Our business reduced to zero bookings pretty much overnight. We found ourselves in a position of having no events, and no prospect of an event, on our books until restrictions were lifted. Pipeline reduces to zero but yet operation costs remain the same. How you react to a crisis very much depends on mindset.
“In many ways we were unintentionally prepared for a quick shift to online”
Once the realisation set in that what we do as a business is no longer possible, we had to rapidly rethink how we do business.
First thing we did was to identify the tools we had at our immediate disposal that could help us through. What we had was a great team of people and technology. When you combine the two, we had a new way of doing business.
What happened next?
In many ways we were unintentionally prepared for a quick shift to online. Our journey started in 2016 when we began a €400,000 investment in different technologies that help us run the business and deliver events. Companies, like ourselves, that have solid business systems, and that have invested in technology are the ones that can now afford to enter reinvention mode rather than survival mode.
Using technology and moving events to a virtual world was the only available option. Our entire business depends on face-to-face business events so we needed solutions that could engage people even though they weren’t allowed to be in the same room as one another. The process involved identifying key sectors where we might be able to assist organisations to rethink how they do events.
“Regardless of when restrictions are lifted, I believe remote working is here to stay so it’s important that we provide an outlet for remote workers to stay connected and engaged”
What impact has moving online had on the business?
Every day is a challenge, but the challenges bring new opportunities. There’s been both negative and positive impacts. We had to temporarily lay off our operations team. We were starting at zero so our event volumes have severely reduced. This means a lot less event administration, project management and no requirement for face-to-face event staff.

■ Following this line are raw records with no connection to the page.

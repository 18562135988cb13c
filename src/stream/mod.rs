//! Incremental metric streams.
//!
//! `StreamSession` is the reusable poll/dedup/emit loop; the pollers bind it
//! to the metric store and the experiment lifecycle.

pub mod batches;
pub mod catalog;
pub mod session;

pub use batches::{MetricBatchPoller, MetricBatchesUpdate};
pub use catalog::{MetricCatalogPoller, MetricNamesUpdate};
pub use session::{Delta, SessionOutcome, SessionReport, StreamSession};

The positive impact is that we are converting current bookings to online events, reaching new customers, creating new opportunities for the business that didn’t exist before and we now have access to a global market for team building for remote workers.
Regardless of when restrictions are lifted, I believe remote working is here to stay so it’s important that we provide an outlet for remote workers to stay connected and engaged.
How important have staff been during these last two months?
We owe all our success to our team. We see ourselves as being in start-up mode, we all have new jobs, and everyone is playing multiple roles within the company. We are all in it together. Our team have the skills and determination to succeed so if we work hard and work smart, we will be successful.
What are your plans for the future?
The number one goal is to survive and stay relevant. We want to get business revenue back to a level where we can see our colleagues return from temporary layoff.
It’s impossible to predict what the future looks like post Covid-19 so we are putting plans in place to prepare for several different scenarios. It’s difficult to see face-to-face events or traditional team building returning in the short term but we can’t be sure, so we have to plan for that.